Data provided:
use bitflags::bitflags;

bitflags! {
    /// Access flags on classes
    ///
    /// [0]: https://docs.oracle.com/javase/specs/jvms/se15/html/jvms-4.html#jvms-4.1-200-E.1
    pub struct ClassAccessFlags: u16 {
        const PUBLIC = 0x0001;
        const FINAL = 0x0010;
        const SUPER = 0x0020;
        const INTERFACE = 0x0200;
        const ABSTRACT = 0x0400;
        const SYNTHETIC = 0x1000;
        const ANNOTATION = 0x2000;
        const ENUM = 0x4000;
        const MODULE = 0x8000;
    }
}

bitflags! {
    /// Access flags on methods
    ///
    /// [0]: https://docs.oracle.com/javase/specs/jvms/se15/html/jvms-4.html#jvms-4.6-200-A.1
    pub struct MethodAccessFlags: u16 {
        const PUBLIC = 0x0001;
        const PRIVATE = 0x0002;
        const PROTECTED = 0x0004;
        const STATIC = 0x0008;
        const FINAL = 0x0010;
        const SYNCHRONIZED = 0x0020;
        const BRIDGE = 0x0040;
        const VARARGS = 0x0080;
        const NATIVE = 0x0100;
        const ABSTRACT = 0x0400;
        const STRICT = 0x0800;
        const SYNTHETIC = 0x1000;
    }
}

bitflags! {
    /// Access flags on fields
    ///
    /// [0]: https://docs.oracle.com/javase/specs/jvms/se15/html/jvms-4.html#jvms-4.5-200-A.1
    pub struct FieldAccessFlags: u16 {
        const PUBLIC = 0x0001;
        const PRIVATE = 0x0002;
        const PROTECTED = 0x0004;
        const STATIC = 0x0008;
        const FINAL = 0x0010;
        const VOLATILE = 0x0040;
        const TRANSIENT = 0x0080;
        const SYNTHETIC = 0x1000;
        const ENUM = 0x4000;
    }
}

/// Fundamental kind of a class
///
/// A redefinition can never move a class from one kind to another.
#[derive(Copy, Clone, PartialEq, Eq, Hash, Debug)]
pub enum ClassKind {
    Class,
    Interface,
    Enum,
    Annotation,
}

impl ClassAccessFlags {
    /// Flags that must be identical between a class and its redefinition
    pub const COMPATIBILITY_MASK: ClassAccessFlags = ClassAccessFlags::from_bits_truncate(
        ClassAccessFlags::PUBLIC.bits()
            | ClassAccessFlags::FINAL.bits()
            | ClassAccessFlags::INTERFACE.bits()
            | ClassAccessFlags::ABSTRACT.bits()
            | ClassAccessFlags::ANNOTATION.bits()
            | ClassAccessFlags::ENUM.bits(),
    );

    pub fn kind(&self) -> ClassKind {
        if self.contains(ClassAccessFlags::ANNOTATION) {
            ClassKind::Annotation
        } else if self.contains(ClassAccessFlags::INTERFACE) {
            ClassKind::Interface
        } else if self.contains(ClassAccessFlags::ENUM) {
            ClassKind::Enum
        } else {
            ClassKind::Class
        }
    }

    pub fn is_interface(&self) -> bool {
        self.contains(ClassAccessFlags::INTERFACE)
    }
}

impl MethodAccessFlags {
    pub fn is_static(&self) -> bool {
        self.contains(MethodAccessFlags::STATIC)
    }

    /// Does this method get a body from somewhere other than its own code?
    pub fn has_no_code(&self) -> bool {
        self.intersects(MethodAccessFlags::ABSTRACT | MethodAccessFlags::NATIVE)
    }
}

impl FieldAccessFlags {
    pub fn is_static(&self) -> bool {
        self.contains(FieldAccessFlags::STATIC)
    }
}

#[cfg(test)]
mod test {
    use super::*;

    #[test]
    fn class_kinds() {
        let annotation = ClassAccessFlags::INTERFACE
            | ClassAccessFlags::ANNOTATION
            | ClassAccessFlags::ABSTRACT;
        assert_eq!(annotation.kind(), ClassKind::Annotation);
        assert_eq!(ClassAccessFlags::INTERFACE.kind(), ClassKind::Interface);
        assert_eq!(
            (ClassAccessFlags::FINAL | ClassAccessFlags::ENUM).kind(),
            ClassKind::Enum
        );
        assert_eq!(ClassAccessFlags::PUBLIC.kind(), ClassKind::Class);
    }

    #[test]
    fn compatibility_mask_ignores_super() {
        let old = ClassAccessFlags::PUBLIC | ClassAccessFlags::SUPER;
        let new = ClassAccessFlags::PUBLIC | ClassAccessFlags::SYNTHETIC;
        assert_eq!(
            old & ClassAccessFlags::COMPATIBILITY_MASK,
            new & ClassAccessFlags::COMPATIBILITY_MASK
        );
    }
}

Task to carry out: The lines to return begin at the first line of the records and end at the line holding "const STRICT = 0x0800;"; please return them exactly, including both, and nothing beyond.

Result of the task:
use bitflags::bitflags;

bitflags! {
    /// Access flags on classes
    ///
    /// [0]: https://docs.oracle.com/javase/specs/jvms/se15/html/jvms-4.html#jvms-4.1-200-E.1
    pub struct ClassAccessFlags: u16 {
        const PUBLIC = 0x0001;
        const FINAL = 0x0010;
        const SUPER = 0x0020;
        const INTERFACE = 0x0200;
        const ABSTRACT = 0x0400;
        const SYNTHETIC = 0x1000;
        const ANNOTATION = 0x2000;
        const ENUM = 0x4000;
        const MODULE = 0x8000;
    }
}

bitflags! {
    /// Access flags on methods
    ///
    /// [0]: https://docs.oracle.com/javase/specs/jvms/se15/html/jvms-4.html#jvms-4.6-200-A.1
    pub struct MethodAccessFlags: u16 {
        const PUBLIC = 0x0001;
        const PRIVATE = 0x0002;
        const PROTECTED = 0x0004;
        const STATIC = 0x0008;
        const FINAL = 0x0010;
        const SYNCHRONIZED = 0x0020;
        const BRIDGE = 0x0040;
        const VARARGS = 0x0080;
        const NATIVE = 0x0100;
        const ABSTRACT = 0x0400;
        const STRICT = 0x0800;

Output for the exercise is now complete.